Anywhere developers go, DevTools reliably follow. In the last few months, a horde of developers has been hacking away at Foundation Models (FMs). The initial wave of DevTools has cropped up to enable those developers to iterate more quickly and build amazing features. In this blog, we’ll explore the thriving ecosystem of tools cropping up around large language models (LLMs), and dive into what tools exist and why those tools are important.

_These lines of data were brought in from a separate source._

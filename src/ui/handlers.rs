//! Which subsystem reacts to which event, in registration order.

use serde::Serialize;

#[derive(Debug, Clone, Copy, PartialEq, Eq, Hash, Serialize)]
#[serde(rename_all = "snake_case")]
pub enum EventKind {
    Scroll,
    Resize,
    Click,
    Intersection,
    KeyDown,
    Submit,
    Focus,
    Blur,
    BeforePrint,
    AfterPrint,
    Load,
    Error,
}

/// A subsystem reaction. Registered only when its subsystem mounted.
#[derive(Debug, Clone, Copy, PartialEq, Eq, Hash, Serialize)]
#[serde(rename_all = "snake_case")]
pub enum Handler {
    NavigationClick,
    NavigationKey,
    ScrollState,
    RevealDebounce,
    RevealIntersection,
    CounterIntersection,
    ContactSubmit,
    ScrollProgress,
    ThemeToggle,
    NotificationClose,
    SkipLinkFocus,
    SkipLinkBlur,
    LoadTiming,
    PrintStart,
    PrintEnd,
    LazyImage,
    ClipboardCopy,
    ErrorLog,
}

#[derive(Debug, Default)]
pub struct HandlerRegistry {
    entries: Vec<(EventKind, Handler)>,
}

impl HandlerRegistry {
    pub fn new() -> Self {
        Self::default()
    }

    pub fn register(&mut self, kind: EventKind, handler: Handler) {
        self.entries.push((kind, handler));
    }

    /// Handlers for `kind`, in the order they were registered.
    pub fn handlers_for(&self, kind: EventKind) -> Vec<Handler> {
        self.entries
            .iter()
            .filter(|(registered, _)| *registered == kind)
            .map(|(_, handler)| *handler)
            .collect()
    }

    pub fn is_registered(&self, handler: Handler) -> bool {
        self.entries.iter().any(|(_, registered)| *registered == handler)
    }

    pub fn len(&self) -> usize {
        self.entries.len()
    }

    pub fn is_empty(&self) -> bool {
        self.entries.is_empty()
    }
}

#[cfg(test)]
mod tests {
    use super::*;

    #[test]
    fn handlers_keep_registration_order_per_kind() {
        let mut registry = HandlerRegistry::new();
        registry.register(EventKind::Scroll, Handler::ScrollState);
        registry.register(EventKind::Click, Handler::ThemeToggle);
        registry.register(EventKind::Scroll, Handler::RevealDebounce);
        registry.register(EventKind::Scroll, Handler::ScrollProgress);

        assert_eq!(
            registry.handlers_for(EventKind::Scroll),
            vec![Handler::ScrollState, Handler::RevealDebounce, Handler::ScrollProgress]
        );
        assert!(registry.handlers_for(EventKind::Load).is_empty());
        assert!(registry.is_registered(Handler::ThemeToggle));
        assert!(!registry.is_registered(Handler::ClipboardCopy));
        assert_eq!(registry.len(), 4);
    }
}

In the last few months, it feels like LLMs have crossed into the “Holy $#@!” phase of exponential growth where anyone who hasn’t been looking closely for the last few years probably exclaims, “Holy $#@!” after playing with ChatGPT for the first time.

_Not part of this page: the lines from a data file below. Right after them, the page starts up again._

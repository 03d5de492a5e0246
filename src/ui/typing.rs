//! Typewriter effect on the hero title.

use tracing::debug;

use crate::dom;
use crate::surface::Placement;
use crate::ui::task::Task;
use crate::ui::Ctx;

const BLINK_KEYFRAMES: &str = "@keyframes blink {
    0%, 50% { border-color: transparent; }
    51%, 100% { border-color: var(--primary-color); }
}";

#[derive(Debug)]
pub struct TypingEffect {
    element: String,
    text: Vec<char>,
    typed: usize,
    done: bool,
}

impl TypingEffect {
    /// Capture and clear the first typing element, then start typing after
    /// the configured delay. `None` when the page has no such element.
    pub fn mount(cx: &mut Ctx<'_>) -> Option<Self> {
        let element = cx.surface.find_by_class(dom::TYPING_TEXT).into_iter().next()?;
        let text: Vec<char> = cx.surface.text(&element).unwrap_or_default().chars().collect();
        cx.surface.set_text(&element, "");

        if !cx.surface.exists(dom::TYPING_STYLE)
            && cx
                .surface
                .create_element(dom::HEAD, dom::TYPING_STYLE, "style", Placement::Last)
        {
            cx.surface.set_text(dom::TYPING_STYLE, BLINK_KEYFRAMES);
        }

        let delay = cx.config.typing.start_delay();
        cx.scheduler.schedule(delay, Task::TypeNextChar);
        debug!(element = %element, chars = text.len(), "Typing effect armed");
        Some(Self {
            element,
            text,
            typed: 0,
            done: false,
        })
    }

    pub fn is_done(&self) -> bool {
        self.done
    }

    /// Append the next character, or show the cursor once everything is typed.
    pub fn type_next(&mut self, cx: &mut Ctx<'_>) {
        if self.done {
            return;
        }
        match self.text.get(self.typed) {
            Some(_) => {
                self.typed += 1;
                let shown: String = self.text[..self.typed].iter().collect();
                cx.surface.set_text(&self.element, &shown);
                let interval = cx.config.typing.char_interval();
                cx.scheduler.schedule(interval, Task::TypeNextChar);
            }
            None => {
                self.done = true;
                cx.surface
                    .set_style(&self.element, "border-right", "2px solid var(--primary-color)");
                cx.surface
                    .set_style(&self.element, "animation", "blink 1s infinite");
            }
        }
    }
}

The side effect of entering the “Holy $#@!” phase is that there has been a tremendous upswell of hackers and entrepreneurs building amazing product experiences on top of (mostly) GPT-3. Discord servers of hackers have filled up, market maps have been made, and an unbelievable number of people have tinkered with ChatGPT

This influx of developers has led to the advent of LLM DevTools — everything from convenience wrappers around OpenAI APIs, to complex tools for orchestrating multi-step reasoning, to very simple databases of prompt templates. As folks who have been obsessed with exactly two topics for the entirety of our professional careers (machine learning and DevTools), this has obviously caught our attention:

In this post, we’ll cover the state of LLM DevTools today and where we think it's heading in the future.

The emergence of DevTools for LLMs

To understand any DevTools, it’s important to start by understanding what tasks developers are trying to accomplish and what the steps are to accomplish those tasks. Here is a very rough sketch of what building an LLM-powered feature looks like today:

A note about this exact moment in time: V1 is basically all that matters right now. V1 is the thing that lifts your product from being “Cool!” to being “Holy $#@!”. For many applications, a V1 LLM feature can make your product 10x better (or at least cooler).

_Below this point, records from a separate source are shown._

//! Contact form: validation, simulated send, mail hand-off.

use std::collections::BTreeMap;
use std::sync::LazyLock;

use regex::Regex;
use thiserror::Error;
use tracing::debug;

use crate::dom;
use crate::error::FolioError;
use crate::mail::MailtoLink;
use crate::ui::task::Task;
use crate::ui::Ctx;

static EMAIL: LazyLock<Regex> =
    LazyLock::new(|| Regex::new(r"^[^\s@]+@[^\s@]+\.[^\s@]+$").unwrap());

pub const FIELDS: [&str; 4] = ["name", "email", "subject", "message"];
pub const SENDING_LABEL: &str = "Sending...";
pub const PREPARED: &str = "Message prepared! Your email client should open now.";

/// Why a submission was rejected. The message is shown to the user as is.
#[derive(Debug, Clone, Copy, PartialEq, Eq, Error)]
pub enum ValidationError {
    #[error("Please fill in all fields.")]
    MissingFields,
    #[error("Please enter a valid email address.")]
    InvalidEmail,
}

pub fn is_valid_email(email: &str) -> bool {
    EMAIL.is_match(email)
}

/// A validated submission waiting for the simulated send to finish.
#[derive(Debug, Clone, PartialEq, Eq)]
pub struct ContactMessage {
    pub name: String,
    pub email: String,
    pub subject: String,
    pub message: String,
}

impl ContactMessage {
    pub fn validate(fields: &BTreeMap<String, String>) -> Result<Self, ValidationError> {
        let field = |key: &str| fields.get(key).cloned().unwrap_or_default();
        let message = Self {
            name: field("name"),
            email: field("email"),
            subject: field("subject"),
            message: field("message"),
        };
        if [&message.name, &message.email, &message.subject, &message.message]
            .iter()
            .any(|value| value.is_empty())
        {
            return Err(ValidationError::MissingFields);
        }
        if !is_valid_email(&message.email) {
            return Err(ValidationError::InvalidEmail);
        }
        Ok(message)
    }

    pub fn to_mailto(&self, recipient: &str) -> MailtoLink {
        MailtoLink::compose(recipient, &self.name, &self.email, &self.subject, &self.message)
    }
}

#[derive(Debug, Clone, PartialEq, Eq)]
pub enum SubmitOutcome {
    /// A send is already in flight.
    Busy,
    Invalid(ValidationError),
    Sending,
}

#[derive(Debug)]
pub struct ContactForm {
    form: String,
    button: Option<String>,
    button_label: Option<String>,
    sending: bool,
}

impl ContactForm {
    pub fn mount(cx: &mut Ctx<'_>) -> Result<Self, FolioError> {
        if !cx.surface.exists(dom::CONTACT_FORM) {
            return Err(FolioError::not_found("contact", dom::CONTACT_FORM));
        }
        let buttons: Vec<String> = cx
            .surface
            .descendants(dom::CONTACT_FORM)
            .into_iter()
            .filter(|id| cx.surface.tag(id).as_deref() == Some("button"))
            .collect();
        let button = buttons
            .iter()
            .find(|id| cx.surface.attribute(id, "type").as_deref() == Some("submit"))
            .or(buttons.first())
            .cloned();
        if button.is_none() {
            debug!("Contact form has no submit button");
        }
        Ok(Self {
            form: dom::CONTACT_FORM.to_string(),
            button,
            button_label: None,
            sending: false,
        })
    }

    pub fn form(&self) -> &str {
        &self.form
    }

    pub fn is_sending(&self) -> bool {
        self.sending
    }

    /// Current field values as typed into the form.
    pub fn read_fields(&self, cx: &Ctx<'_>) -> BTreeMap<String, String> {
        let mut fields = BTreeMap::new();
        for id in cx.surface.descendants(&self.form) {
            let Some(name) = cx.surface.attribute(&id, "name") else {
                continue;
            };
            if !FIELDS.contains(&name.as_str()) {
                continue;
            }
            let value = cx
                .surface
                .attribute(&id, "value")
                .or_else(|| cx.surface.text(&id))
                .unwrap_or_default();
            fields.insert(name, value);
        }
        fields
    }

    /// Validate and start the simulated send.
    pub fn submit(&mut self, cx: &mut Ctx<'_>, fields: &BTreeMap<String, String>) -> SubmitOutcome {
        if self.sending {
            debug!("Submit ignored while sending");
            return SubmitOutcome::Busy;
        }
        let message = match ContactMessage::validate(fields) {
            Ok(message) => message,
            Err(err) => return SubmitOutcome::Invalid(err),
        };

        self.sending = true;
        if let Some(button) = &self.button {
            self.button_label = cx.surface.text(button);
            cx.surface.set_text(button, SENDING_LABEL);
            cx.surface.set_attribute(button, "disabled", "");
        }
        let delay = cx.config.contact.send_delay();
        cx.scheduler.schedule(delay, Task::DeliverContact(message));
        SubmitOutcome::Sending
    }

    /// Send finished: build the link, reset the form and restore the button.
    pub fn deliver(&mut self, cx: &mut Ctx<'_>, message: &ContactMessage) -> MailtoLink {
        let link = message.to_mailto(&cx.config.contact.recipient);
        cx.surface.reset_form(&self.form);
        if let Some(button) = &self.button {
            let label = self.button_label.take().unwrap_or_default();
            cx.surface.set_text(button, &label);
            cx.surface.remove_attribute(button, "disabled");
        }
        self.sending = false;
        link
    }
}

#[cfg(test)]
mod tests {
    use super::*;
    use crate::config::Config;
    use crate::scheduler::Scheduler;
    use crate::surface::{Element, MemorySurface};

    fn fields(name: &str, email: &str, subject: &str, message: &str) -> BTreeMap<String, String> {
        [("name", name), ("email", email), ("subject", subject), ("message", message)]
            .into_iter()
            .map(|(k, v)| (k.to_string(), v.to_string()))
            .collect()
    }

    fn page() -> MemorySurface {
        let mut surface = MemorySurface::new(800.0, 800.0);
        surface
            .insert(Element::new("contactForm", "form"))
            .insert(
                Element::new("f-name", "input")
                    .under("contactForm")
                    .attr("name", "name")
                    .attr("value", "Ada"),
            )
            .insert(Element::new("f-message", "textarea").under("contactForm").attr("name", "message").text("Hi"))
            .insert(
                Element::new("send", "button")
                    .under("contactForm")
                    .attr("type", "submit")
                    .text("Send Message"),
            );
        surface
    }

    #[test]
    fn email_pattern() {
        assert!(is_valid_email("a@b.co"));
        assert!(!is_valid_email("a@b"));
        assert!(!is_valid_email("a b@c.d"));
        assert!(!is_valid_email("@b.c"));
    }

    #[test]
    fn missing_field_wins_over_bad_email() {
        let err = ContactMessage::validate(&fields("", "nope", "s", "m")).unwrap_err();
        assert_eq!(err, ValidationError::MissingFields);
        assert_eq!(err.to_string(), "Please fill in all fields.");

        let err = ContactMessage::validate(&fields("n", "nope", "s", "m")).unwrap_err();
        assert_eq!(err.to_string(), "Please enter a valid email address.");
    }

    #[test]
    fn read_fields_uses_value_or_text() {
        let mut surface = page();
        let mut scheduler = Scheduler::new();
        let config = Config::default();
        let mut cx = Ctx::new(&mut surface, &mut scheduler, &config);
        let form = ContactForm::mount(&mut cx).unwrap();
        let read = form.read_fields(&cx);
        assert_eq!(read.get("name").map(String::as_str), Some("Ada"));
        assert_eq!(read.get("message").map(String::as_str), Some("Hi"));
        assert!(!read.contains_key("email"));
    }

    #[test]
    fn submit_disables_button_until_delivered() {
        let mut surface = page();
        let mut scheduler = Scheduler::new();
        let config = Config::default();
        let mut cx = Ctx::new(&mut surface, &mut scheduler, &config);
        let mut form = ContactForm::mount(&mut cx).unwrap();

        let valid = fields("Ada", "ada@x.io", "Hello", "Hi");
        assert_eq!(form.submit(&mut cx, &valid), SubmitOutcome::Sending);
        assert_eq!(cx.surface.text("send").as_deref(), Some("Sending..."));
        assert!(cx.surface.attribute("send", "disabled").is_some());
        assert_eq!(form.submit(&mut cx, &valid), SubmitOutcome::Busy);
        assert_eq!(cx.scheduler.pending(), 1);

        let message = ContactMessage::validate(&valid).unwrap();
        let link = form.deliver(&mut cx, &message);
        assert_eq!(link.recipient, config.contact.recipient);
        assert!(!form.is_sending());
        assert_eq!(cx.surface.text("send").as_deref(), Some("Send Message"));
        assert!(cx.surface.attribute("send", "disabled").is_none());
        assert!(cx.surface.attribute("f-name", "value").is_none());
    }
}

Meanwhile, V2+ are probably less impactful (right now).

Over time, continually improving models and products may well be the most important differentiator of companies building on top of language models, but we’re still too early in the race to focus on optimization.

What does that mean for DevTools? The majority of development and adoption to date has been in experimentation/prompting tools and data integrations (in particular, vector databases).

Representative, there is a lot more development than would fit on your screen!

Experimentation and Prompting: LLMs have weird APIs — you provide natural language in the form of a “prompt” and get a probabilistic response back. It turns out that mastering this API requires a lot of tinkering and experimentation – to solve a new task, you’ll probably need to try a lot of different prompts (or chains of prompts) to get the answer you’re looking for. Simply getting comfortable with the probabilistic nature of LLM output takes time — you’ll need to do extensive testing to understand the boundary cases of your prompt.

Tools have emerged to help jumpstart and manage this experimentation process. In particular, LangChain and GPT Index have exploded in popularity and use:

One good way to gain a lot of traction is to be the first tool someone needs to adopt an important new technology! Nothing beats selling picks during a gold rush. Time will tell whether these frameworks evolve into fundamental and sustaining applications or if they are just the initial simplification needed to kickstart development. Either way, they are playing a critical role in the ecosystem right now – inspiring amazing new use cases and features.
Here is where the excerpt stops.